The GlaDS solvers depend on a lot of physical parameters. The SIF example given here is from the test A1 of SHMIP. The main parameters to be defined in the Material
section are:
! For the sheet Sheet Conductivity = Real $Ks Sheet flow exponent alpha = Real $alphas Sheet flow exponent beta = Real $betas Englacial Void Ratio = Real $ev Bedrock Bump Length = Real $lr Bedrock Bump High = Real $hr Sheet Closure Coefficient = Real $Ar ! For the Channels Channel Conductivity = Real $Kc Channel flow exponent alpha = Real $alphac Channel flow exponent beta = Real $betac Channel Closure Coefficient = Real $Ac Sheet Width Over Channel = Real $lc Pressure Melting Coefficient = Real $Ct Water Heat Capacity = Real $Cw ! Coupling with ice flow and glacier geometry Sliding Velocity = Real $ub Ice Normal Stress = Variable Coordinate 1 Real MATC "rhoi*gravity*H(tx)"
In the Body Force
section, one can set a water input source:
Body Force 1 Hydraulic Potential Volume Source = Real $Source End
GlaDSCoupledSolver
solves for the three variables Hydraulic Potential
, Sheet Thickness
and Channel Area
in a coupled way. Equations for the Hydraulic Potential
and Channel Area
are non linear. Only the equation for the Hydraulic Potential
needs to solve a system. The two others are local and can be solved either explicitely, implcitely or using the Crank-Nicholson method.

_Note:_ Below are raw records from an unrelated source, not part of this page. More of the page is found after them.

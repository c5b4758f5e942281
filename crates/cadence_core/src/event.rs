//! # Events
//!
//! An [`Event`] is a tagged value of one [`EventKind`]. It is built by the
//! action that triggers it, published once, read by handlers in priority
//! order and discarded afterwards. The payload is immutable; only the
//! `cancelled` flag and the negotiation fields (interception decision,
//! movement input) may change while it is being published.
//!
//! ## Kinds
//!
//! ```text
//! Kind               Phase      Cancellation   Negotiation
//! Tick               -          advisory       -
//! PlayerTick         PRE/POST   advisory       -
//! MovementInput      -          short-circuit  MovementInput fields
//! Intercept(origin)  -          short-circuit  decision (first non-Pass)
//! Packet(origin)     -          advisory       - (decision is final)
//! WorldChange        -          advisory       -
//! ```
//!
//! A `Packet` event reports a decision already taken by the interceptors.
//! [`Event::cancel`] and [`Event::decide`] leave it untouched, so every
//! observer and every resumed sequence sees the same final state.

use std::fmt;

use cadence_shared::{Action, Message, Origin, OwnerId, Tick};

/// The observable moment of an action with two sides.
#[derive(Clone, Copy, Debug, Default, PartialEq, Eq, Hash)]
pub enum Phase {
    /// Before the state mutation.
    Pre,
    /// After the state mutation.
    Post,
    /// The action has a single moment.
    #[default]
    None,
}

/// How cancellation interacts with the remaining handlers of a kind.
#[derive(Clone, Copy, Debug, PartialEq, Eq, Hash)]
pub enum CancelPolicy {
    /// A cancelled (or decided) event stops reaching lower-priority handlers.
    ShortCircuit,
    /// Every handler runs, even after cancellation.
    Advisory,
}

/// Closed set of event kinds.
#[derive(Clone, Copy, Debug, PartialEq, Eq, Hash)]
pub enum EventKind {
    /// One simulation step began.
    Tick,
    /// The local player is ticked (phased).
    PlayerTick,
    /// Movement input is being assembled for this tick.
    MovementInput,
    /// Interceptors decide the fate of a message.
    Intercept(Origin),
    /// Observers see a message with its final decision.
    Packet(Origin),
    /// The world was left or replaced.
    WorldChange,
}

impl EventKind {
    /// Cancellation policy used unless a different one is declared on the bus.
    #[must_use]
    pub const fn default_policy(self) -> CancelPolicy {
        match self {
            Self::MovementInput | Self::Intercept(_) => CancelPolicy::ShortCircuit,
            Self::Tick | Self::PlayerTick | Self::Packet(_) | Self::WorldChange => {
                CancelPolicy::Advisory
            }
        }
    }
}

impl fmt::Display for EventKind {
    fn fmt(&self, f: &mut fmt::Formatter<'_>) -> fmt::Result {
        match self {
            Self::Tick => f.write_str("tick"),
            Self::PlayerTick => f.write_str("player_tick"),
            Self::MovementInput => f.write_str("movement_input"),
            Self::Intercept(origin) => write!(f, "intercept/{origin}"),
            Self::Packet(origin) => write!(f, "packet/{origin}"),
            Self::WorldChange => f.write_str("world_change"),
        }
    }
}

/// Movement input negotiated between handlers.
#[derive(Clone, Copy, Debug, Default, PartialEq)]
pub struct MovementInput {
    /// Forward axis, -1.0 to 1.0.
    pub forward: f32,
    /// Sideways axis, -1.0 to 1.0.
    pub sideways: f32,
    /// Jump pressed.
    pub jump: bool,
    /// Sneak pressed.
    pub sneak: bool,
}

/// Kind-specific content of an event.
#[derive(Clone, Debug, PartialEq)]
pub enum EventPayload {
    /// See [`EventKind::Tick`].
    Tick,
    /// See [`EventKind::PlayerTick`].
    PlayerTick,
    /// See [`EventKind::MovementInput`].
    MovementInput(MovementInput),
    /// See [`EventKind::Intercept`].
    Intercept {
        /// Direction of the message.
        origin: Origin,
        /// The message under decision.
        message: Message,
    },
    /// See [`EventKind::Packet`].
    Packet {
        /// Direction of the message.
        origin: Origin,
        /// The decided message.
        message: Message,
    },
    /// See [`EventKind::WorldChange`].
    WorldChange,
}

impl EventPayload {
    /// Kind of this payload.
    #[must_use]
    pub const fn kind(&self) -> EventKind {
        match self {
            Self::Tick => EventKind::Tick,
            Self::PlayerTick => EventKind::PlayerTick,
            Self::MovementInput(_) => EventKind::MovementInput,
            Self::Intercept { origin, .. } => EventKind::Intercept(*origin),
            Self::Packet { origin, .. } => EventKind::Packet(*origin),
            Self::WorldChange => EventKind::WorldChange,
        }
    }
}

/// A published event.
#[derive(Clone, Debug, PartialEq)]
pub struct Event {
    tick: Tick,
    phase: Phase,
    payload: EventPayload,
    cancelled: bool,
    decision: Action,
    decided_by: Option<OwnerId>,
}

impl Event {
    /// Creates an event from a payload.
    #[must_use]
    pub fn new(payload: EventPayload) -> Self {
        Self {
            tick: Tick::ZERO,
            phase: Phase::None,
            payload,
            cancelled: false,
            decision: Action::Pass,
            decided_by: None,
        }
    }

    /// A tick event.
    #[must_use]
    pub fn tick() -> Self {
        Self::new(EventPayload::Tick)
    }

    /// A player tick event for one phase.
    #[must_use]
    pub fn player_tick(phase: Phase) -> Self {
        Self::new(EventPayload::PlayerTick).with_phase(phase)
    }

    /// A movement input negotiation event.
    #[must_use]
    pub fn movement_input(input: MovementInput) -> Self {
        Self::new(EventPayload::MovementInput(input))
    }

    /// An interception event for a message.
    #[must_use]
    pub fn intercept(origin: Origin, message: Message) -> Self {
        Self::new(EventPayload::Intercept { origin, message })
    }

    /// An observation event for a message whose decision is already taken.
    #[must_use]
    pub fn packet(origin: Origin, message: Message, decision: Action) -> Self {
        let mut event = Self::new(EventPayload::Packet { origin, message });
        event.decision = decision;
        event.cancelled = decision == Action::Cancel;
        event
    }

    /// A world change event.
    #[must_use]
    pub fn world_change() -> Self {
        Self::new(EventPayload::WorldChange)
    }

    /// Sets the phase.
    #[must_use]
    pub fn with_phase(mut self, phase: Phase) -> Self {
        self.phase = phase;
        self
    }

    pub(crate) fn stamp(&mut self, tick: Tick) {
        self.tick = tick;
    }

    /// Kind of this event.
    #[must_use]
    pub const fn kind(&self) -> EventKind {
        self.payload.kind()
    }

    /// Phase of this event.
    #[must_use]
    pub const fn phase(&self) -> Phase {
        self.phase
    }

    /// Tick during which the event was published.
    #[must_use]
    pub const fn at(&self) -> Tick {
        self.tick
    }

    /// Kind-specific content.
    #[must_use]
    pub const fn payload(&self) -> &EventPayload {
        &self.payload
    }

    /// Returns true once any handler cancelled the event.
    #[must_use]
    pub const fn is_cancelled(&self) -> bool {
        self.cancelled
    }

    /// Cancels the event. No effect on a [`EventKind::Packet`] event.
    pub fn cancel(&mut self) {
        if self.is_final() {
            return;
        }
        self.cancelled = true;
    }

    /// Returns true if the event reports a decision that can no longer change.
    #[must_use]
    pub const fn is_final(&self) -> bool {
        matches!(self.payload, EventPayload::Packet { .. })
    }

    /// Current interception decision.
    #[must_use]
    pub const fn decision(&self) -> Action {
        self.decision
    }

    /// Owner of the interceptor that took the current decision.
    #[must_use]
    pub const fn decided_by(&self) -> Option<OwnerId> {
        self.decided_by
    }

    /// Records an interception decision. No effect on a
    /// [`EventKind::Packet`] event.
    pub fn decide(&mut self, action: Action, owner: OwnerId) {
        if self.is_final() {
            return;
        }
        self.decision = action;
        self.decided_by = Some(owner);
        if action == Action::Cancel {
            self.cancelled = true;
        }
    }

    /// Returns true if a short-circuit kind must stop here.
    #[must_use]
    pub fn is_settled(&self) -> bool {
        self.cancelled || self.decision != Action::Pass
    }

    /// Origin of a message event.
    #[must_use]
    pub const fn origin(&self) -> Option<Origin> {
        match &self.payload {
            EventPayload::Intercept { origin, .. } | EventPayload::Packet { origin, .. } => {
                Some(*origin)
            }
            _ => None,
        }
    }

    /// Message of a message event.
    #[must_use]
    pub const fn message(&self) -> Option<&Message> {
        match &self.payload {
            EventPayload::Intercept { message, .. } | EventPayload::Packet { message, .. } => {
                Some(message)
            }
            _ => None,
        }
    }

    /// Mutable movement input of a movement event.
    pub fn movement_mut(&mut self) -> Option<&mut MovementInput> {
        match &mut self.payload {
            EventPayload::MovementInput(input) => Some(input),
            _ => None,
        }
    }
}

Solver 1 Equation = "GlaDS Coupled sheet" Procedure = "./GlaDS" "GlaDSCoupledSolver" Variable = -dofs 1 "Hydraulic Potential" Activate Channels = Logical True ! activate or not the development of channels Activate Melt from Channels = Logical True ! activate or not the growth of channels by melt Neglect sheet Thickness in Potential = Logical True ! compute the hydraulic potential at the top of the water sheet (''False'') or at the bed (''True'') ! choices are EXPLICT, CRANK-NICHOLSON, IMPLICIT Channels Integration method = String "Crank-Nicholson" Sheet Integration method = String "Implicit" Exported Variable 1 = -dofs 1 "Vclose" Exported Variable 2 = -dofs 1 "Wopen" Exported Variable 3 = -dofs 1 "Normal Stress" Exported Variable 4 = -dofs 1 "Water Pressure" Exported Variable 5 = -dofs 1 "Effective Pressure" Exported Variable 6 = -dofs 2 "Sheet Discharge" Exported Variable 7 = -dofs 1 "Sheet Storage" Exported Variable 8 = -dofs 1 "Zs" Exported Variable 9 = -dofs 1 "Zb" Linear System Solver = Direct Linear System Direct Method = umfpack Nonlinear System Max Iterations = 10 Nonlinear System Convergence Tolerance = 1.0e-6 Nonlinear System Relaxation Factor = 1.00 Coupled Max Iterations = Integer 10 Coupled Convergence Tolerance = Real 1.0e-3 Steady State Convergence Tolerance = 1.0e-03 End
An example using the GlaDS Solver can be found in [ELMER_TRUNK]/elmerice/examples/GlaDS
.
The description of the GlaDS model is in:
Werder M.A., I.J. Hewitt, C.G. Schoof and G.E. Flowers, 2013. Modeling channelized and distributed subglacial drainage in two dimensions. Journal of Geophysical Research: Earth Surface, 118(4), 2140-2158.